_Task directions_. Collect each line of the records containing the string "Option".

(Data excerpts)

<<<<

use std::fmt;

/// Error types for doclinks operations
#[derive(Debug)]
pub enum DocLinksError {
    /// IO error (file operations, etc.)
    Io(std::io::Error),

    /// Configuration error
    Config(String),

    /// HTTP client error
    Http(reqwest::Error),

    /// Regex compilation error
    Regex(regex::Error),

    /// TOML parsing error
    TomlParsing(toml::de::Error),

    /// JSON parsing or serialization error
    Json(serde_json::Error),

    /// Document could not be parsed into links
    Parse(String),

    /// Scan root is missing or not a directory
    ScanRoot(String),

    /// Invalid argument error
    InvalidArgument(String),

    /// File walking/ignore error
    FileWalking(ignore::Error),
}

impl fmt::Display for DocLinksError {
    fn fmt(&self, f: &mut fmt::Formatter<'_>) -> fmt::Result {
        match self {
            DocLinksError::Io(err) => write!(f, "IO error: {err}"),
            DocLinksError::Config(msg) => write!(f, "Configuration error: {msg}"),
            DocLinksError::Http(err) => write!(f, "HTTP error: {err}"),
            DocLinksError::Regex(err) => write!(f, "Regex error: {err}"),
            DocLinksError::TomlParsing(err) => write!(f, "TOML parsing error: {err}"),
            DocLinksError::Json(err) => write!(f, "JSON error: {err}"),
            DocLinksError::Parse(msg) => write!(f, "Parse error: {msg}"),
            DocLinksError::ScanRoot(path) => write!(f, "Scan root not found: {path}"),
            DocLinksError::InvalidArgument(msg) => write!(f, "Invalid argument: {msg}"),
            DocLinksError::FileWalking(err) => write!(f, "File walking error: {err}"),
        }
    }
}

impl std::error::Error for DocLinksError {
    fn source(&self) -> Option<&(dyn std::error::Error + 'static)> {
        match self {
            DocLinksError::Io(err) => Some(err),
            DocLinksError::Http(err) => Some(err),
            DocLinksError::Regex(err) => Some(err),
            DocLinksError::TomlParsing(err) => Some(err),
            DocLinksError::Json(err) => Some(err),
            DocLinksError::FileWalking(err) => Some(err),
            _ => None,
        }
    }
}

impl From<std::io::Error> for DocLinksError {
    fn from(err: std::io::Error) -> Self {
        DocLinksError::Io(err)
    }
}

impl From<reqwest::Error> for DocLinksError {
    fn from(err: reqwest::Error) -> Self {
        DocLinksError::Http(err)
    }
}

impl From<regex::Error> for DocLinksError {
    fn from(err: regex::Error) -> Self {
        DocLinksError::Regex(err)
    }
}

impl From<toml::de::Error> for DocLinksError {
    fn from(err: toml::de::Error) -> Self {
        DocLinksError::TomlParsing(err)
    }
}

impl From<serde_json::Error> for DocLinksError {
    fn from(err: serde_json::Error) -> Self {
        DocLinksError::Json(err)
    }
}

impl From<ignore::Error> for DocLinksError {
    fn from(err: ignore::Error) -> Self {
        DocLinksError::FileWalking(err)
    }
}

/// Type alias for Results using DocLinksError
pub type Result<T> = std::result::Result<T, DocLinksError>;
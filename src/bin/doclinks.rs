use clap::Parser;
use doclinks::ValidationStatus;
use doclinks::config::{CliConfig, Config};
use doclinks::core::constants::output_formats;
use doclinks::discovery::{Finder, LinkFinder, filter_categories};
use doclinks::reporting::{Summary, exit_code, logging};
use doclinks::ui::output::{self, DisplayMetadata};
use doclinks::ui::{Cli, ProgressReporter, cli_to_config};
use doclinks::validation::{ValidateLinks, Validator};

use std::path::Path;
use std::time::Instant;

#[tokio::main]
async fn main() {
    let cli = Cli::parse();

    match run_doclinks(&cli).await {
        Ok(exit_code) => std::process::exit(exit_code),
        Err(e) => {
            eprintln!("Error: {e}");
            std::process::exit(1);
        }
    }
}

/// Scan, validate and report. Returns the process exit code.
pub async fn run_doclinks(cli: &Cli) -> Result<i32, Box<dyn std::error::Error>> {
    let cli_config = cli_to_config(cli);
    let config = load_and_merge_config(&cli_config)?;

    let output_settings = setup_output_settings(&cli_config, &config);
    logging::init_logger(output_settings.verbose, output_settings.quiet);
    logging::log_config_info(&config);

    let root = Path::new(&cli.root);
    let mut progress = create_progress_reporter(&output_settings);

    // Discovery
    if let Some(ref mut progress) = progress {
        progress.start_scan(&cli.root);
    }
    let finder = Finder::new(config.ignore_dirs.clone().unwrap_or_default());
    let discovery = finder.discover(root).inspect_err(|e| {
        logging::log_error("Could not scan document tree", Some(e as &dyn std::error::Error));
    })?;
    if let Some(ref progress) = progress {
        progress.finish_scan(discovery.files_scanned, discovery.links.len());
    }
    logging::log_scan_complete(
        root,
        discovery.files_scanned,
        discovery.links.len(),
        discovery.warnings.len(),
    );
    logging::log_scan_warnings(&discovery.warnings);

    let links = filter_categories(discovery.links, config.category_filter());

    // Validation
    let validator = Validator::new(root, &config)?;
    if let Some(ref mut progress) = progress {
        progress.start_link_validation(links.len());
    }
    logging::log_validation_start(links.len());

    let start_time = Instant::now();
    let results = validator.validate_links(&links, progress.as_ref()).await;
    let summary = Summary::from_results(&results);
    logging::log_validation_complete(
        results.len(),
        summary.issue_count(),
        start_time.elapsed().as_millis(),
    );
    let timeouts = summary.count(ValidationStatus::Timeout);
    if timeouts > 0 {
        log::warn!("{timeouts} link(s) timed out; timeouts do not fail the run");
    }

    if let Some(ref progress) = progress {
        progress.finish_link_validation(summary.issue_count(), results.len());
        progress.finish_and_clear();
    }

    // Reporting
    let metadata = DisplayMetadata::new(discovery.files_scanned, discovery.warnings);
    output::emit_reports(
        &output_settings.output_format,
        &results,
        &metadata,
        cli.output.as_deref().map(Path::new),
    )?;

    Ok(exit_code(&results))
}

/// Load configuration from file or standard locations and merge with CLI config
pub fn load_and_merge_config(cli_config: &CliConfig) -> Result<Config, Box<dyn std::error::Error>> {
    let mut config = if cli_config.no_config {
        Config::default()
    } else if let Some(ref config_file) = cli_config.config_file {
        Config::load_from_file(config_file)?
    } else {
        Config::load_from_standard_locations()
    };

    // Merge CLI arguments with configuration (CLI takes precedence)
    config.merge_with_cli(cli_config);
    config.validate()?;
    Ok(config)
}

/// Settings for output formatting and display
pub struct OutputSettings {
    pub quiet: bool,
    pub verbose: bool,
    pub output_format: String,
    pub show_progress: bool,
}

/// Setup output settings based on CLI and config
pub fn setup_output_settings(cli_config: &CliConfig, config: &Config) -> OutputSettings {
    let quiet = cli_config.quiet;
    let verbose = config.verbose.unwrap_or(false);
    let output_format = config
        .output_format
        .as_deref()
        .unwrap_or(output_formats::DEFAULT)
        .to_string();
    let show_progress = !quiet && !cli_config.no_progress;

    OutputSettings {
        quiet,
        verbose,
        output_format,
        show_progress,
    }
}

/// Progress bars only accompany the console text report
pub fn create_progress_reporter(output_settings: &OutputSettings) -> Option<ProgressReporter> {
    let console = output_settings.output_format == output_formats::TEXT
        || output_settings.output_format == output_formats::EVERY;
    if output_settings.show_progress && console {
        Some(ProgressReporter::new(true))
    } else {
        None
    }
}

#[cfg(test)]
mod tests {
    use super::*;
    use std::io::Write;

    #[test]
    fn test_load_and_merge_config_no_config_flag() {
        let cli_config = CliConfig {
            no_config: true,
            ..Default::default()
        };
        let config = load_and_merge_config(&cli_config).expect("default config is valid");

        assert_eq!(config.timeout, Some(10));
        assert_eq!(config.retry_attempts, Some(3));
    }

    #[test]
    fn test_load_and_merge_config_explicit_file() -> Result<(), Box<dyn std::error::Error>> {
        let mut file = tempfile::NamedTempFile::new()?;
        file.write_all(b"timeout = 20\nskip_external = true")?;

        let cli_config = CliConfig {
            config_file: Some(file.path().display().to_string()),
            timeout: Some(5),
            ..Default::default()
        };
        let config = load_and_merge_config(&cli_config)?;

        // CLI wins over the file, file wins over defaults
        assert_eq!(config.timeout, Some(5));
        assert!(config.skip_external());
        Ok(())
    }

    #[test]
    fn test_load_and_merge_config_rejects_invalid_cli_values() {
        let cli_config = CliConfig {
            no_config: true,
            timeout: Some(0),
            ..Default::default()
        };
        assert!(load_and_merge_config(&cli_config).is_err());
    }

    #[test]
    fn test_load_and_merge_config_missing_file() {
        let cli_config = CliConfig {
            config_file: Some("/no/such/dir/.doclinks.toml".to_string()),
            ..Default::default()
        };
        assert!(load_and_merge_config(&cli_config).is_err());
    }

    #[test]
    fn test_setup_output_settings() {
        let cli_config = CliConfig {
            quiet: true,
            ..Default::default()
        };
        let config = Config {
            output_format: Some("json".to_string()),
            ..Default::default()
        };
        let settings = setup_output_settings(&cli_config, &config);

        assert!(settings.quiet);
        assert!(!settings.show_progress);
        assert_eq!(settings.output_format, "json");
        assert!(create_progress_reporter(&settings).is_none());
    }

    #[test]
    fn test_create_progress_reporter_text_only() {
        let settings = OutputSettings {
            quiet: false,
            verbose: false,
            output_format: "markdown".to_string(),
            show_progress: true,
        };
        assert!(create_progress_reporter(&settings).is_none());

        let settings = OutputSettings {
            output_format: "text".to_string(),
            ..settings
        };
        assert!(create_progress_reporter(&settings).is_some());

        let settings = OutputSettings {
            output_format: "all".to_string(),
            ..settings
        };
        assert!(create_progress_reporter(&settings).is_some());
    }
}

>>>>

_Answer space_.
    fn source(&self) -> Option<&(dyn std::error::Error + 'static)> {
pub fn create_progress_reporter(output_settings: &OutputSettings) -> Option<ProgressReporter> {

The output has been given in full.